Wednesday, April 9, 2014

True Detective (filmic, weird, character review)

Last time, I noted that True Detective gets a lot of adjectives applied to it, such as filmic and genius. One thing that I would like to note at the outset is that I understand both why people loved it and why people hated it. And, related, one thing that I think HBO is uniquely positioned to do is to produce this sort of mini-series that is the unique vision of a few people. That is, a typical tv show will have a bunch of writers and directors; True Detective is credited to just one writer and just one director. So the show has a real coherence in tone that not a lot of shows achieve. And if you don't like that tone/style/whatever, you won't find anything to keep you coming back, and vice versa.

In other words, it's the tv equivalent of Wes Anderson or someone like that: a writer-director with a particular vision. If you don't like a Wes Anderson film, it's more than likely that you won't like any of his films. (Note: "likely.") This is probably one reason why the adjective "filmic" or "cinematic" got attached to True Detective. Another reason is that the direction often lingers, especially on the landscape and panoramic scenes, which is definitely something that makes the tv show seem like it wants to be on the big screen. Honestly, if you can't tell, I think comparing this tv show to film doesn't quite hit the mark, while at the same time pointing to something real. Sure, this tv show loves this Louisiana bayou-world as much as a Western loves its Painted Desert and Monument Valley. Sure, the pace may at times be leisurely--but we can say that without falling back on some notion of "cinematicness" that is never really defined.

(Also, a moment of silence to honor the music choices of T-Bone Burnett.)

One reason why I want to emphasize the odd pacing is because the hurry-up-and-wait structure gives the scenes of action a shocking feeling, while also giving us time to watch these people in bog-standard life that isn't iconic. I mean, in a film or a tv show, we might see a happy family at dinner, which is such an iconic scene that the audience is meant to read this as "sign of happy family." But here, in between some shocking violence, we have a lot of awkward car rides and drunken discussions and family affairs of all sorts. It's enough space for the characters to breathe as characters, rather than as stereotypes and icons.

And it would be so easy for these characters to turn into stereotypes: the unhappy wife, the philandering husband, the faux-philosophical nihilist with the dark past. So how does the show prevent that? Well, first, I would argue that it doesn't entirely. As any good improv teacher will tell you, sometimes you use those stereotypes to set up the characters quickly and then complicate them. Here, we see the two detective at two different times in their lives, which gives us two different looks: Rust is a nihilist and a burn-out; Marty is a philandering husband and the comfortable PI. The show also gives us many different scenes and locations for bringing out these characters, with Rust's bizarre, penitential apartment contrasted with Marty's house--which is especially contrasted since we see them each crossing over to the other's world.

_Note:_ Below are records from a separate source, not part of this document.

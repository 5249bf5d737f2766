//! # Mirage Tunnel
//!
//! The dial/establishment core of a censorship-circumvention tunnel client.
//! Given a store of known servers, it picks candidates in rank order, dresses
//! each connection attempt up as ordinary browser traffic, and remembers what
//! worked so the next attempt can replay it.
//!
//! ## Features
//!
//! - **Candidate selection** with server affinity and replay-aware ordering
//! - **Obfuscated transport** using a seed-message stream-cipher handshake
//! - **TLS fingerprint mimicry** with byte-level browser ClientHello templates
//! - **Dial parameter replay** keyed by server and network
//!
//! ## Architecture
//!
//! ```text
//! ┌─────────────────────────────────────────────────────┐
//! │                Establishment Pipeline                │
//! │         (worker pool, first success wins)            │
//! ├─────────────────────────────────────────────────────┤
//! │                 Custom TLS Dialer                    │
//! │    (raw dial → obfuscation → handshake → verify)     │
//! ├──────────────────────────┬──────────────────────────┤
//! │   Fingerprint Assembler  │       Obfuscator         │
//! │  (browser ClientHellos)  │   (seed message + RC4)   │
//! ├──────────────────────────┴──────────────────────────┤
//! │           Server-Entry Store & Iterator              │
//! │     (rank order: affinity, replay, shuffled rest)    │
//! └─────────────────────────────────────────────────────┘
//! ```

pub mod config;
pub mod dial;
pub mod obfuscation;
pub mod params;
pub mod store;
pub mod tls;

pub use config::Config;

/// Protocol version
pub const VERSION: &str = env!("CARGO_PKG_VERSION");

/// Result type alias
pub type Result<T> = std::result::Result<T, Error>;

/// Main error type
#[derive(Debug, thiserror::Error)]
pub enum Error {
    #[error("IO error: {0}")]
    Io(#[from] std::io::Error),

    #[error("Parameter error: {0}")]
    Params(#[from] params::ParamError),

    #[error("Storage error: {0}")]
    Store(#[from] store::StoreError),

    #[error("Obfuscation error: {0}")]
    Obfuscation(#[from] obfuscation::ObfuscationError),

    #[error("Dial error: {0}")]
    Dial(#[from] tls::DialError),

    #[error("Configuration error: {0}")]
    Config(String),

    #[error("No server entry candidates remain")]
    CandidatesExhausted,

    #[error("Connection closed")]
    ConnectionClosed,

    #[error("Timeout")]
    Timeout,
}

Which brings us to the notion of the world as a whole: what sort of world do we live in? Rust believes in nothing, eternal darkness, the end of all life--and possibly in the corruption of institutions by some extra-dimensional horror. (Carcosa, the Yellow King.) Marty believes in getting along to get on, in the innocence of children. Ultimately, unlike Lost or some other shows that give us no option other than the Weird, True Detective hovers on the edge: everything we see that's weird could be drug-induced or up to bizarre backwoods weirdness. But this is where the tv show really shines for me; because, in the very last moments, we're given a double view of the heavens: either the sky is all dark with only a few stars--or maybe the light is winning and banishing the dark. It's an interesting viewpoint and character switch--Rust is the one who offers the happy reading of the night sky and it's a transition into a qualified happy ending that feels earned by all the horror and weirdness that they slogged through earlier.